Mi son detto, sicuro di voler restare? La fine la sapete, sono restato, sono cresciuto, ho imparato, sto insegnando e continuiamo a crescere insieme. Durante il servizio c’è un copione da seguire, ma tra riga e riga ce n’è una vuota da scrivere tutte le sere in modo diverso. Ci si stanca ma senza annoiarsi. Si lavora divertendosi e ci si diverte lavorando. Ma non sono tutte rose e fiori, è un lavoro che ti occupa gran parte del tempo e se lo riesci a fare devi ringraziare la famiglia che accetta tutto questo e ti permette di farlo.

Hai degli aneddoti, curiosità, episodi che ti piacerebbe condividere con noi?

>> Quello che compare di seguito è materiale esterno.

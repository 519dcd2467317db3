// Symbol and scope management.
//
// Scopes live in an arena and are addressed by index: entering pushes a
// child of the current scope, exiting moves the cursor back up, and the
// scope data persists so later stages can re-enter the scope recorded for
// any AST node. Each scope partitions its names into four independent
// namespaces (variables, types, traits, generic parameters); a struct, a
// trait and a variable may share a name without collision.

use crate::types::{FunctionRef, StructId, TraitId, Type, TypeVar};
use std::collections::HashMap;

pub type ScopeId = usize;

/// Value-namespace symbol
#[derive(Debug, Clone)]
pub enum Symbol {
    Var { name: String, ty: Type },
    Function { name: String, func: FunctionRef },
    /// A top-level `let` registered in stage 1; upgraded to a typed symbol
    /// when stage 2 reaches the initializer.
    Placeholder { name: String },
}

impl Symbol {
    pub fn name(&self) -> &str {
        match self {
            Symbol::Var { name, .. }
            | Symbol::Function { name, .. }
            | Symbol::Placeholder { name } => name,
        }
    }
}

/// Type-namespace symbol
#[derive(Debug, Clone)]
pub enum TypeSymbol {
    Primitive(String),
    Struct { name: String, def: StructId },
    /// `Self` inside an impl body: an alias for the target type
    Alias { name: String, ty: Type },
}

impl TypeSymbol {
    pub fn name(&self) -> &str {
        match self {
            TypeSymbol::Primitive(name) => name,
            TypeSymbol::Struct { name, .. } => name,
            TypeSymbol::Alias { name, .. } => name,
        }
    }
}

/// What a type-position name resolves to
#[derive(Debug, Clone)]
pub enum TypeLookup<'a> {
    Type(&'a TypeSymbol),
    Generic(&'a TypeVar),
}

#[derive(Debug, Default)]
pub struct Scope {
    pub parent: Option<ScopeId>,
    vars: HashMap<String, Symbol>,
    types: HashMap<String, TypeSymbol>,
    traits: HashMap<String, TraitId>,
    generics: HashMap<String, TypeVar>,
}

#[derive(Debug)]
pub struct ScopeManager {
    scopes: Vec<Scope>,
    current: ScopeId,
}

impl Default for ScopeManager {
    fn default() -> Self {
        Self::new()
    }
}

impl ScopeManager {
    pub fn new() -> Self {
        Self {
            scopes: vec![Scope::default()],
            current: 0,
        }
    }

    pub fn global(&self) -> ScopeId {
        0
    }

    pub fn current(&self) -> ScopeId {
        self.current
    }

    pub fn enter(&mut self) -> ScopeId {
        let id = self.scopes.len();
        self.scopes.push(Scope {
            parent: Some(self.current),
            ..Scope::default()
        });
        self.current = id;
        id
    }

    pub fn exit(&mut self) {
        if let Some(parent) = self.scopes[self.current].parent {
            self.current = parent;
        }
    }

    // ---- insertion -------------------------------------------------------

    /// Add a value symbol; a name may not be declared twice in the same
    /// scope, except that a placeholder is upgraded in place.
    pub fn add_var(&mut self, scope: ScopeId, symbol: Symbol) -> Result<(), String> {
        let vars = &mut self.scopes[scope].vars;
        match vars.get(symbol.name()) {
            Some(Symbol::Placeholder { .. }) | None => {
                vars.insert(symbol.name().to_string(), symbol);
                Ok(())
            }
            Some(_) => Err(format!("`{}` already exists", symbol.name())),
        }
    }

    /// Replace a value symbol regardless of what is already there. Used
    /// when re-entering a function body under a specialization.
    pub fn replace_var(&mut self, scope: ScopeId, symbol: Symbol) -> Option<Symbol> {
        self.scopes[scope]
            .vars
            .insert(symbol.name().to_string(), symbol)
    }

    pub fn remove_var(&mut self, scope: ScopeId, name: &str) -> Option<Symbol> {
        self.scopes[scope].vars.remove(name)
    }

    pub fn add_type(&mut self, scope: ScopeId, symbol: TypeSymbol) -> Result<(), String> {
        let types = &mut self.scopes[scope].types;
        if types.contains_key(symbol.name()) {
            return Err(format!("type `{}` already exists", symbol.name()));
        }
        types.insert(symbol.name().to_string(), symbol);
        Ok(())
    }

    /// Traits always live in the global scope: impls may be declared for a
    /// trait anywhere in the program.
    pub fn add_trait(&mut self, name: &str, id: TraitId) -> Result<(), String> {
        let traits = &mut self.scopes[0].traits;
        if traits.contains_key(name) {
            return Err(format!("trait `{}` already exists", name));
        }
        traits.insert(name.to_string(), id);
        Ok(())
    }

    pub fn add_generic(&mut self, scope: ScopeId, var: TypeVar) -> Result<(), String> {
        let generics = &mut self.scopes[scope].generics;
        if generics.contains_key(&var.name) {
            return Err(format!("type parameter `{}` already exists", var.name));
        }
        generics.insert(var.name.clone(), var);
        Ok(())
    }

    // ---- lookup ----------------------------------------------------------

    pub fn lookup_var(&self, from: ScopeId, name: &str) -> Option<&Symbol> {
        self.walk(from, |scope| scope.vars.get(name))
    }

    /// Generic parameters shadow type names within their scope.
    pub fn lookup_type(&self, from: ScopeId, name: &str) -> Option<TypeLookup> {
        self.walk(from, |scope| {
            scope
                .generics
                .get(name)
                .map(TypeLookup::Generic)
                .or_else(|| scope.types.get(name).map(TypeLookup::Type))
        })
    }

    pub fn lookup_trait(&self, from: ScopeId, name: &str) -> Option<TraitId> {
        self.walk(from, |scope| scope.traits.get(name).copied())
    }

    /// Every visible value name, for "did you mean" suggestions.
    pub fn visible_var_names(&self, from: ScopeId) -> Vec<String> {
        let mut names = Vec::new();
        let mut cursor = Some(from);
        while let Some(id) = cursor {
            names.extend(self.scopes[id].vars.keys().cloned());
            cursor = self.scopes[id].parent;
        }
        names
    }

    fn walk<'a, T>(&'a self, from: ScopeId, f: impl Fn(&'a Scope) -> Option<T>) -> Option<T> {
        let mut cursor = Some(from);
        while let Some(id) = cursor {
            if let Some(hit) = f(&self.scopes[id]) {
                return Some(hit);
            }
            cursor = self.scopes[id].parent;
        }
        None
    }
}

#[cfg(test)]
mod tests {
    use super::*;
    use crate::types::Type;

    fn var(name: &str) -> Symbol {
        Symbol::Var {
            name: name.to_string(),
            ty: Type::named("Int"),
        }
    }

    #[test]
    fn test_lookup_walks_to_root() {
        let mut scopes = ScopeManager::new();
        scopes.add_var(scopes.global(), var("x")).expect("add");
        let inner = scopes.enter();
        assert!(scopes.lookup_var(inner, "x").is_some());
        scopes.exit();
        assert_eq!(scopes.current(), scopes.global());
    }

    #[test]
    fn test_shadowing_across_scopes() {
        let mut scopes = ScopeManager::new();
        scopes.add_var(scopes.global(), var("x")).expect("add");
        let inner = scopes.enter();
        // same name in a child scope is fine
        scopes.add_var(inner, var("x")).expect("shadow");
    }

    #[test]
    fn test_duplicate_in_same_scope_rejected() {
        let mut scopes = ScopeManager::new();
        let g = scopes.global();
        scopes.add_var(g, var("x")).expect("add");
        assert!(scopes.add_var(g, var("x")).is_err());
    }

    #[test]
    fn test_placeholder_upgrade() {
        let mut scopes = ScopeManager::new();
        let g = scopes.global();
        scopes
            .add_var(
                g,
                Symbol::Placeholder {
                    name: "x".to_string(),
                },
            )
            .expect("placeholder");
        scopes.add_var(g, var("x")).expect("upgrade");
        assert!(matches!(
            scopes.lookup_var(g, "x"),
            Some(Symbol::Var { .. })
        ));
    }

    #[test]
    fn test_namespaces_are_independent() {
        let mut scopes = ScopeManager::new();
        let g = scopes.global();
        scopes.add_var(g, var("Point")).expect("var");
        scopes
            .add_type(
                g,
                TypeSymbol::Struct {
                    name: "Point".to_string(),
                    def: 0,
                },
            )
            .expect("type");
        scopes.add_trait("Point", 0).expect("trait");
        assert!(scopes.lookup_var(g, "Point").is_some());
        assert!(scopes.lookup_type(g, "Point").is_some());
        assert!(scopes.lookup_trait(g, "Point").is_some());
    }

    #[test]
    fn test_generic_shadows_type() {
        let mut scopes = ScopeManager::new();
        let g = scopes.global();
        scopes
            .add_type(g, TypeSymbol::Primitive("T".to_string()))
            .expect("type");
        let inner = scopes.enter();
        scopes
            .add_generic(inner, TypeVar::fresh("T", vec![]))
            .expect("generic");
        assert!(matches!(
            scopes.lookup_type(inner, "T"),
            Some(TypeLookup::Generic(_))
        ));
    }
}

SITO2 10 Alessandro Tomberli: i figli di Masterchef e i lieviti indigeni

Serata invernale, tavolo prenotato per 8, ma arrivano in 7, tre coppie e un single, tutti dell’Est Europa. Ognuno ordina per proprio conto, una donna (bellissima) pasteggia a Jagermeister, l’altra (altrettanto bella) a limoncello, uno beve Krug, l’altro Musigny, sembrava la torre di Babele. A un certo punto della serata il single mi chiama e, siccome la sua “ragazza” non si era presentata, mi chiede se poteva avere una mia cameriera a sua disposizione… che roba! Quello che gli ho risposto non è pubblicabile.

Adesso ti chiediamo un ricordo… il ricordo di un grande uomo o una grande donna di sala che ti ha impressionato, nel tuo lungo girovagare per ristoranti, e perché ti ha impressionato.

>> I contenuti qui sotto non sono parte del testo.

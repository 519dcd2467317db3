// End-to-end tests for the `fen` binary.

use assert_cmd::Command;
use predicates::prelude::*;
use std::io::Write;

fn source_file(dir: &tempfile::TempDir, name: &str, source: &str) -> std::path::PathBuf {
    let path = dir.path().join(name);
    let mut file = std::fs::File::create(&path).expect("create source file");
    file.write_all(source.as_bytes()).expect("write source");
    path
}

#[test]
fn run_executes_a_program() {
    let dir = tempfile::tempdir().expect("tempdir");
    let path = source_file(
        &dir,
        "s1.fen",
        "let a = 1 + 2 * 3;\necho(int_to_string(a));",
    );

    Command::cargo_bin("fen")
        .expect("binary")
        .arg("run")
        .arg(&path)
        .assert()
        .success()
        .stdout("7\n");
}

#[test]
fn semantic_error_exits_nonzero_with_diagnostic() {
    let dir = tempfile::tempdir().expect("tempdir");
    let path = source_file(
        &dir,
        "bad.fen",
        "trait Printable { def show() -> String; }\n\
         def writeln<T: Printable>(t: T) -> Unit { echo(t.show()); }\n\
         writeln(42);",
    );

    Command::cargo_bin("fen")
        .expect("binary")
        .arg("run")
        .arg(&path)
        .assert()
        .failure()
        .stderr(predicate::str::contains("ConstraintViolation"))
        .stderr(predicate::str::contains("bad.fen"));
}

#[test]
fn syntax_error_reports_span() {
    let dir = tempfile::tempdir().expect("tempdir");
    let path = source_file(&dir, "syntax.fen", "let = 3;");

    Command::cargo_bin("fen")
        .expect("binary")
        .arg("run")
        .arg(&path)
        .assert()
        .failure()
        .stderr(predicate::str::contains("SyntaxError"));
}

#[test]
fn check_compiles_without_executing() {
    let dir = tempfile::tempdir().expect("tempdir");
    let path = source_file(&dir, "ok.fen", "echo(\"side effect\");");

    Command::cargo_bin("fen")
        .expect("binary")
        .arg("check")
        .arg(&path)
        .assert()
        .success()
        .stdout("");
}

#[test]
fn ast_dumps_json() {
    let dir = tempfile::tempdir().expect("tempdir");
    let path = source_file(&dir, "ast.fen", "let a = 1;");

    Command::cargo_bin("fen")
        .expect("binary")
        .arg("ast")
        .arg(&path)
        .assert()
        .success()
        .stdout(predicate::str::contains("\"decls\""));
}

Ci sono personaggi di “Sala” a cui ti ispiri, o comunque fai riferimento perché sono una guida per i giovani; almeno per me ai tempi di quando ho iniziato. Adesso si chiamerebbero influencer? Boh! Comunque quando sentivo parlare di Sala negli anni ’80 ricordo quattro personaggi: con uno ci lavoravo insieme, Giorgio Pinchiorri, l’altro è Antonio Santini, poi Sirio Maccioni e per finire un personaggio carismatico come Jean Claude Terrail, da cui ho imparato che il servizio in sala si basa sull’eleganza e sulla classe; capire in un attimo chi si ha davanti e comportarsi di conseguenza.

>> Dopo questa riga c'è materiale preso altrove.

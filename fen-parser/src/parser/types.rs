// Type and generic-parameter parsing

use super::Parser;
use crate::ParseError;
use fen_ast::{Span, TraitBound, TypeNode, TypeParam};
use fen_lexer::Token;

impl Parser {
    /// Parse a type: `Name`, `Name<T, U>`, or `impl Trait<...> [+ ...]`.
    pub(crate) fn parse_type(&mut self) -> Result<TypeNode, ParseError> {
        if self.check(&Token::Impl) {
            let start = self.peek_span();
            self.advance();
            let bounds = self.parse_bound_list()?;
            let span = start.to(self.prev_span());
            return Ok(TypeNode::ImplTrait { bounds, span });
        }

        let start = self.peek_span();
        let name = self.consume_ident("expected type name")?;
        let args = if self.check(&Token::Lt) {
            self.parse_type_args()?
        } else {
            Vec::new()
        };
        let span = start.to(self.prev_span());
        Ok(TypeNode::Named { name, args, span })
    }

    /// Parse `<T1, T2, ...>` type arguments (the `<` is still pending).
    pub(crate) fn parse_type_args(&mut self) -> Result<Vec<TypeNode>, ParseError> {
        self.consume(&Token::Lt, "expected '<'")?;
        let mut args = Vec::new();
        loop {
            args.push(self.parse_type()?);
            if !self.match_token(&Token::Comma) {
                break;
            }
        }
        self.consume(&Token::Gt, "expected '>' after type arguments")?;
        Ok(args)
    }

    /// Parse one trait bound: `Name` or `Name<T, ...>`.
    pub(crate) fn parse_trait_bound(&mut self) -> Result<TraitBound, ParseError> {
        let start = self.peek_span();
        let name = self.consume_ident("expected trait name")?;
        let args = if self.check(&Token::Lt) {
            self.parse_type_args()?
        } else {
            Vec::new()
        };
        let span = start.to(self.prev_span());
        Ok(TraitBound { name, args, span })
    }

    /// Parse `Bound + Bound + ...` (at least one).
    pub(crate) fn parse_bound_list(&mut self) -> Result<Vec<TraitBound>, ParseError> {
        let mut bounds = vec![self.parse_trait_bound()?];
        while self.match_token(&Token::Plus) {
            bounds.push(self.parse_trait_bound()?);
        }
        Ok(bounds)
    }

    /// Parse an optional `<T: Bound, U, ...>` generic parameter list.
    pub(crate) fn parse_type_params(&mut self) -> Result<Vec<TypeParam>, ParseError> {
        if !self.match_token(&Token::Lt) {
            return Ok(Vec::new());
        }
        let mut params = Vec::new();
        loop {
            let start = self.peek_span();
            let name = self.consume_ident("expected type parameter name")?;
            let bounds = if self.match_token(&Token::Colon) {
                self.parse_bound_list()?
            } else {
                Vec::new()
            };
            let span: Span = start.to(self.prev_span());
            params.push(TypeParam { name, bounds, span });
            if !self.match_token(&Token::Comma) {
                break;
            }
        }
        self.consume(&Token::Gt, "expected '>' after type parameters")?;
        Ok(params)
    }
}

#[cfg(test)]
mod tests {
    use super::*;

    #[test]
    fn test_nested_generic_type() {
        let mut parser = Parser::new("Pair<Box<Int>, String>").expect("lexer failure");
        let ty = parser.parse_type().expect("parse failure");
        let TypeNode::Named { name, args, .. } = ty else {
            panic!("expected named type");
        };
        assert_eq!(name, "Pair");
        assert_eq!(args.len(), 2);
        assert!(matches!(&args[0], TypeNode::Named { name, args, .. } if name == "Box" && args.len() == 1));
    }

    #[test]
    fn test_impl_trait_type() {
        let mut parser = Parser::new("impl Into<String>").expect("lexer failure");
        let ty = parser.parse_type().expect("parse failure");
        let TypeNode::ImplTrait { bounds, .. } = ty else {
            panic!("expected impl-trait type");
        };
        assert_eq!(bounds.len(), 1);
        assert_eq!(bounds[0].name, "Into");
        assert_eq!(bounds[0].args.len(), 1);
    }

    #[test]
    fn test_bounded_type_params() {
        let mut parser = Parser::new("<T: Printable, U: Read + Write>").expect("lexer failure");
        let params = parser.parse_type_params().expect("parse failure");
        assert_eq!(params.len(), 2);
        assert_eq!(params[0].bounds.len(), 1);
        assert_eq!(params[1].bounds.len(), 2);
    }
}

Avevo sempre voluto sapere come veniva assegnato quel tavolo/vetrina della Tour d’Argent dal quale sembra di toccare Notre Dame de Paris, quindi glielo chiesi. Pensavo ci volessero mesi di prenotazione, amicizie particolari o bustarelle. No, mi rispose, semplicemente alla coppia più bella, quella che anche per andare a cena ha impiegato del tempo per prepararsi, per scegliere il vestito, come andare a teatro o a un ricevimento istituzionale.

La domanda più curiosa, pertinente e intrigante che ti ha fatto un cliente? E cosa hai risposto ?

La domanda era talmente curiosa che non l’ha capita nemmeno chi l’ha fatta: figlio di Masterchef, assunto “a tempo” da una testata nazionale per fare visite e articoli nei grandi ristoranti; si siede e chiede se abbiamo un Franciacorta, dico sì ,certo, ma lui “sì, ma io ne vorrei uno biodinamico, con lieviti indigeni a fermentazione spontanea”. Risposta: “Cavolo, adesso in pronta consegna con questi accessori non ho niente, ne ho uno di seconda sorsata, unico proprietario, tenuto sempre in cantina, come nuovo”. Reazione: silenzio.